> _What you should do_
If a line in the entries below includes "ImageCorruption", pick it out and copy it.

> _Data in this exercise_
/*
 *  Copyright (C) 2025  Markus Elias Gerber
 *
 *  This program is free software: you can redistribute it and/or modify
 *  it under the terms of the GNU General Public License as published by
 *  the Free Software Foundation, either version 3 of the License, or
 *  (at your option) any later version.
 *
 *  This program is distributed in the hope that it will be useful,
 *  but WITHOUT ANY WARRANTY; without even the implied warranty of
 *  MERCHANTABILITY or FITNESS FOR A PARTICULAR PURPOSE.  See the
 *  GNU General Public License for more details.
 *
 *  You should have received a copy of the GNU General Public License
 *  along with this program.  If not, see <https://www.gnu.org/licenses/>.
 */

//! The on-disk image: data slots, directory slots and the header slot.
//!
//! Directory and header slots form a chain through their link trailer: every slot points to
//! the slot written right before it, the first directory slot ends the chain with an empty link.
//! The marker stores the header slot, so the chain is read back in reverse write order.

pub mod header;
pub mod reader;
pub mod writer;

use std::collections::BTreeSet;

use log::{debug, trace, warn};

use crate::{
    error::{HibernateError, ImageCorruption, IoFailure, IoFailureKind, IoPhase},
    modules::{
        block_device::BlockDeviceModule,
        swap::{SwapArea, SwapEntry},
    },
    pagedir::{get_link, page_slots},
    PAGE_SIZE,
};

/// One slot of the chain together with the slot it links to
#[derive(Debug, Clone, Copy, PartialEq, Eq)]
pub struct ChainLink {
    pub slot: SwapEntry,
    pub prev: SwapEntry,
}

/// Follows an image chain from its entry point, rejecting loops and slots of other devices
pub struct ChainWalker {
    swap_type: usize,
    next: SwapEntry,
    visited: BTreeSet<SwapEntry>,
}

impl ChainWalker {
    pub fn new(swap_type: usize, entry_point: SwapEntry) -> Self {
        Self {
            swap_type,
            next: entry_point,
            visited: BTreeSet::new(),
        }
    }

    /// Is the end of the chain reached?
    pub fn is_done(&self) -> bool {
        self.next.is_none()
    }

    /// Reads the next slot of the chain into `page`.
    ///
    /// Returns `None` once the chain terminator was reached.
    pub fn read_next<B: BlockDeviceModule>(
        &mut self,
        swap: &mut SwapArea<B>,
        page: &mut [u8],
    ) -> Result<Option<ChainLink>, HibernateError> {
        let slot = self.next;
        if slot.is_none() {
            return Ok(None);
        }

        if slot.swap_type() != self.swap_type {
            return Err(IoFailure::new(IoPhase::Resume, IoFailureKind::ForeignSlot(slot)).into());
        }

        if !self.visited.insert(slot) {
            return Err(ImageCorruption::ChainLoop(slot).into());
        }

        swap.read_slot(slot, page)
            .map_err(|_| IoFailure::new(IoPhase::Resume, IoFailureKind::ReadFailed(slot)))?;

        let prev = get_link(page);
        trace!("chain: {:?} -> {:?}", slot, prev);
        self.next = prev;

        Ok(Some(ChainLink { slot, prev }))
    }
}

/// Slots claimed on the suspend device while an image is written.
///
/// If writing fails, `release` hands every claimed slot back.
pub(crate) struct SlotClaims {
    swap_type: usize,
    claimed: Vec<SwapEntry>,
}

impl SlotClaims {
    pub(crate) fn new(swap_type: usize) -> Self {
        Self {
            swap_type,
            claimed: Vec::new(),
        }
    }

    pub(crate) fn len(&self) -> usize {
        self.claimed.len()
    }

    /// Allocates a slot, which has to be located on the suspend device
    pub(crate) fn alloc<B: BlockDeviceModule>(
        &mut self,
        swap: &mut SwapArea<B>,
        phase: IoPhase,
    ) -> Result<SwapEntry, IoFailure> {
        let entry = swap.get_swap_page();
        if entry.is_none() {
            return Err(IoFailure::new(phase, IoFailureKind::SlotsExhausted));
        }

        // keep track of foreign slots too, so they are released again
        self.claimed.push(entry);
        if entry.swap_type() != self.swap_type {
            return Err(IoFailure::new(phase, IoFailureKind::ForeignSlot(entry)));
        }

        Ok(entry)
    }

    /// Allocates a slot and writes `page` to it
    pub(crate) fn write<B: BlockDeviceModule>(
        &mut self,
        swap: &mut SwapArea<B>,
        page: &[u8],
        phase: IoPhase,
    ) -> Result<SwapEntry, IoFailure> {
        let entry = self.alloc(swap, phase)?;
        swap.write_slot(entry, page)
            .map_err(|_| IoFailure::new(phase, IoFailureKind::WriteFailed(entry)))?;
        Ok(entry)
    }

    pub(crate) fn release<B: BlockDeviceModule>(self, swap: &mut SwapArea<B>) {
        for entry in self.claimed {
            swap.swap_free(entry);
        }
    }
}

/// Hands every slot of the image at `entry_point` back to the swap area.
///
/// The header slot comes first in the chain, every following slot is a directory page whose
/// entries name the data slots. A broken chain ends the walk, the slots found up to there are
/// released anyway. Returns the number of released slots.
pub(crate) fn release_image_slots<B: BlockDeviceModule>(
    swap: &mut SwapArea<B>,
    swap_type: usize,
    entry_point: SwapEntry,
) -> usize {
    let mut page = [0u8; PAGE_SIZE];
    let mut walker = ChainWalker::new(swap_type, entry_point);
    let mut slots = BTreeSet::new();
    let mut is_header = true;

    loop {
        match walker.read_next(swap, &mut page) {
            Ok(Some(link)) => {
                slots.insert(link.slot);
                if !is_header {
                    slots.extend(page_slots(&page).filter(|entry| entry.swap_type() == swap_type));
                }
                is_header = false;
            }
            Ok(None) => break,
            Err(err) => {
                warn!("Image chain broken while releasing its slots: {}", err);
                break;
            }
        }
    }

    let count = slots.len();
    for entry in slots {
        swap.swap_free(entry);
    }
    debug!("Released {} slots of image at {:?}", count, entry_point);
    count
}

==

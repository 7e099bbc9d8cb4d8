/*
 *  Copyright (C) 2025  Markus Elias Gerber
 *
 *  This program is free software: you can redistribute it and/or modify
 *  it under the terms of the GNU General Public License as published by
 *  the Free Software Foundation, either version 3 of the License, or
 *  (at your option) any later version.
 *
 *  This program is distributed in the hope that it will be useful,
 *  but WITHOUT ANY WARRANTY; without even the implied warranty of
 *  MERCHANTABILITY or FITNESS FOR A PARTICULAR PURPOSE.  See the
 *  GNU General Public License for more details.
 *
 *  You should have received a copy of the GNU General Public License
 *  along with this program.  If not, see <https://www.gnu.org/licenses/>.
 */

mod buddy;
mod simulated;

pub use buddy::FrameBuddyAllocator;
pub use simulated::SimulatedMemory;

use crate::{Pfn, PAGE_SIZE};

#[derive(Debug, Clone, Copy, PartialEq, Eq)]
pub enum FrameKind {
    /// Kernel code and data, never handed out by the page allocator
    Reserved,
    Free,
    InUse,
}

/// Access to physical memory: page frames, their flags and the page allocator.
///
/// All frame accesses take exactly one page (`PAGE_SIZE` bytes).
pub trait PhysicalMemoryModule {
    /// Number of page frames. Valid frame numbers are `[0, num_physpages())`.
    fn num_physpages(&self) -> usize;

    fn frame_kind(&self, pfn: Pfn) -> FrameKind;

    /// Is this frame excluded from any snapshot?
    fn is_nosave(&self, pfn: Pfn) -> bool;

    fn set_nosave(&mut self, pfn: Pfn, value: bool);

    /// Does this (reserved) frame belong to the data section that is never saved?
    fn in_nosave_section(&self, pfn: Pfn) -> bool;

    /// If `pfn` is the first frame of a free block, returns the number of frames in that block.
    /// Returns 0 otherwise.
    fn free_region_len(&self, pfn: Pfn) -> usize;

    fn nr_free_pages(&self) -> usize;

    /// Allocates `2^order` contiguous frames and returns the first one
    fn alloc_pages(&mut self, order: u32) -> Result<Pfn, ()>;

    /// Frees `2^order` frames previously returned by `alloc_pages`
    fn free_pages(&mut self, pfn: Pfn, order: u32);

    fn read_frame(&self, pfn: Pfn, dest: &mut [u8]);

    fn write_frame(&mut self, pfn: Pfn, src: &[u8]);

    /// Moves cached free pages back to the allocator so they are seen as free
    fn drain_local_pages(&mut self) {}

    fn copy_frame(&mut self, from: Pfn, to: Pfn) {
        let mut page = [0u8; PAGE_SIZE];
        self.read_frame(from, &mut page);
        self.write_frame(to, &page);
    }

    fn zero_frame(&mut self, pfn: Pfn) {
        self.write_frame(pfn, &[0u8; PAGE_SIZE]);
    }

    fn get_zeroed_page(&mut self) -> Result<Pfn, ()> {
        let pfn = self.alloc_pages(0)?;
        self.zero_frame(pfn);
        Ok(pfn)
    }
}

--

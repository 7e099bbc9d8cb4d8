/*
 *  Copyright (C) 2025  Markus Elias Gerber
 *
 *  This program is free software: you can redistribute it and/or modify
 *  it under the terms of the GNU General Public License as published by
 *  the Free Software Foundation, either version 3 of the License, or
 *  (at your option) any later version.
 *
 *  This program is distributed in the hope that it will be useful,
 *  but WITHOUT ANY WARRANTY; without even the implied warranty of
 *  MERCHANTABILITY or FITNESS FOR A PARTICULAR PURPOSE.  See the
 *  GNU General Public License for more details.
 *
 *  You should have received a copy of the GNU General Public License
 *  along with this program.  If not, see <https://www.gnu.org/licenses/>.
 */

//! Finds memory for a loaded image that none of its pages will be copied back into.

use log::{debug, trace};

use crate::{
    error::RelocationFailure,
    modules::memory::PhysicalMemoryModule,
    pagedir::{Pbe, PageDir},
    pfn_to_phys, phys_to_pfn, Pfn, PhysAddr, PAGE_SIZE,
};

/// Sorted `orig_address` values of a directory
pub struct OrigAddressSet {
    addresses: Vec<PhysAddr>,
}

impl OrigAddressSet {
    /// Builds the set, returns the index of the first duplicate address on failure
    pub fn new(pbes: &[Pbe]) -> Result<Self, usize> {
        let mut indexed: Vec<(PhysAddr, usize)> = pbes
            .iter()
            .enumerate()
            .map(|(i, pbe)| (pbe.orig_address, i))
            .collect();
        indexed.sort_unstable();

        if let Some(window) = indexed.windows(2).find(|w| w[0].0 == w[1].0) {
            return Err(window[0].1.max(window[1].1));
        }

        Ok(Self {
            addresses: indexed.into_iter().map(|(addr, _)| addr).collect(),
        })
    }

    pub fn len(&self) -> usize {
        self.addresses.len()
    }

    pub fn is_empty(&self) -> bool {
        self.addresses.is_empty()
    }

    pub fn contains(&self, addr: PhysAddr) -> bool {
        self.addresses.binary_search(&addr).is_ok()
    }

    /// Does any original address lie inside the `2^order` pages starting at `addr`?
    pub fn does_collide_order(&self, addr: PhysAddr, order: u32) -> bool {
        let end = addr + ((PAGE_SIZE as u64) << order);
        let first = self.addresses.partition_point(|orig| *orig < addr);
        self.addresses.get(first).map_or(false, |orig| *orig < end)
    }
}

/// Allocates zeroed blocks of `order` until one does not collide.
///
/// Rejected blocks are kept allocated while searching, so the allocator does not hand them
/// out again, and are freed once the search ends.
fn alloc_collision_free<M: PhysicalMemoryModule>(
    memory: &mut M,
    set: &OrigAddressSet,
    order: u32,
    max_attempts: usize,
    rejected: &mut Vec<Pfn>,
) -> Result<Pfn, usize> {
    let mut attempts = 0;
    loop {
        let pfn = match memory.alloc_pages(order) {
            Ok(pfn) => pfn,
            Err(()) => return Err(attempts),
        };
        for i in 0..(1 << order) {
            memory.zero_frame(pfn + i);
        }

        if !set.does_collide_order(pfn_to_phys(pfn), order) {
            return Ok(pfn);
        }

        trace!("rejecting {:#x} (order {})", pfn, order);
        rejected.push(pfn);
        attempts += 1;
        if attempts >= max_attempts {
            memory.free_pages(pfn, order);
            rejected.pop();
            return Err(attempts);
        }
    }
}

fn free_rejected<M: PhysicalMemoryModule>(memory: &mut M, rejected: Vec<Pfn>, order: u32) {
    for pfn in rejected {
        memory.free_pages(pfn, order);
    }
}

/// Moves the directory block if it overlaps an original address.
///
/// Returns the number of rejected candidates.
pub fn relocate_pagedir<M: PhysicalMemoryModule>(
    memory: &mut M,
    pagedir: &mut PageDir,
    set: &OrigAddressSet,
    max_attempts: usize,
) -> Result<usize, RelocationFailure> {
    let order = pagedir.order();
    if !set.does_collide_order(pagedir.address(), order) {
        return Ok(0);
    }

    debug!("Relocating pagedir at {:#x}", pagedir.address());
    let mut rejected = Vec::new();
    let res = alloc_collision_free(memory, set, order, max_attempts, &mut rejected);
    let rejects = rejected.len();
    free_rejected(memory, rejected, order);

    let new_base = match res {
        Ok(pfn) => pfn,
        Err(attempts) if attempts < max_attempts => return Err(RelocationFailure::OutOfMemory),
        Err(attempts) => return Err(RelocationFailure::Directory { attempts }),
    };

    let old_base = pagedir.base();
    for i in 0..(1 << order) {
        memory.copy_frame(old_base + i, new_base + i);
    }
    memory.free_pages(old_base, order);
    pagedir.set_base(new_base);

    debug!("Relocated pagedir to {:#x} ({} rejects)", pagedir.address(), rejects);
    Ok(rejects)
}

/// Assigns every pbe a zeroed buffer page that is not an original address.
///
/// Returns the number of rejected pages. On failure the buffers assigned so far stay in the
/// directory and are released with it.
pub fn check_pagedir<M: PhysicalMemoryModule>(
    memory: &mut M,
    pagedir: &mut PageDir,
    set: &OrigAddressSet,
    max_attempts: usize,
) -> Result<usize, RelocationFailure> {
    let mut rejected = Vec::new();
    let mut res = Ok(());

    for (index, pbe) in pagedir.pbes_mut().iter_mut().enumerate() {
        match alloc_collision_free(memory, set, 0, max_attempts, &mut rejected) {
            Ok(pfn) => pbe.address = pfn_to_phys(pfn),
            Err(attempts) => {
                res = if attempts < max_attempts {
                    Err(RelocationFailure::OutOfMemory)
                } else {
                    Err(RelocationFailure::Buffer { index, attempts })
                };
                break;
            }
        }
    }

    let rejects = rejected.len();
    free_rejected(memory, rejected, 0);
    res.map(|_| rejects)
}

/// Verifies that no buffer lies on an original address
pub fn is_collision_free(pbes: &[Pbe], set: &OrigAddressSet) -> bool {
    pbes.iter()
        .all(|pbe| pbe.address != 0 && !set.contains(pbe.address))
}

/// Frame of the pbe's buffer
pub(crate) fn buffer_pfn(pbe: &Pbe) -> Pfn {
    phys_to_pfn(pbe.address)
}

> _Solved problem_
    error::{HibernateError, ImageCorruption, IoFailure, IoFailureKind, IoPhase},
            return Err(ImageCorruption::ChainLoop(slot).into());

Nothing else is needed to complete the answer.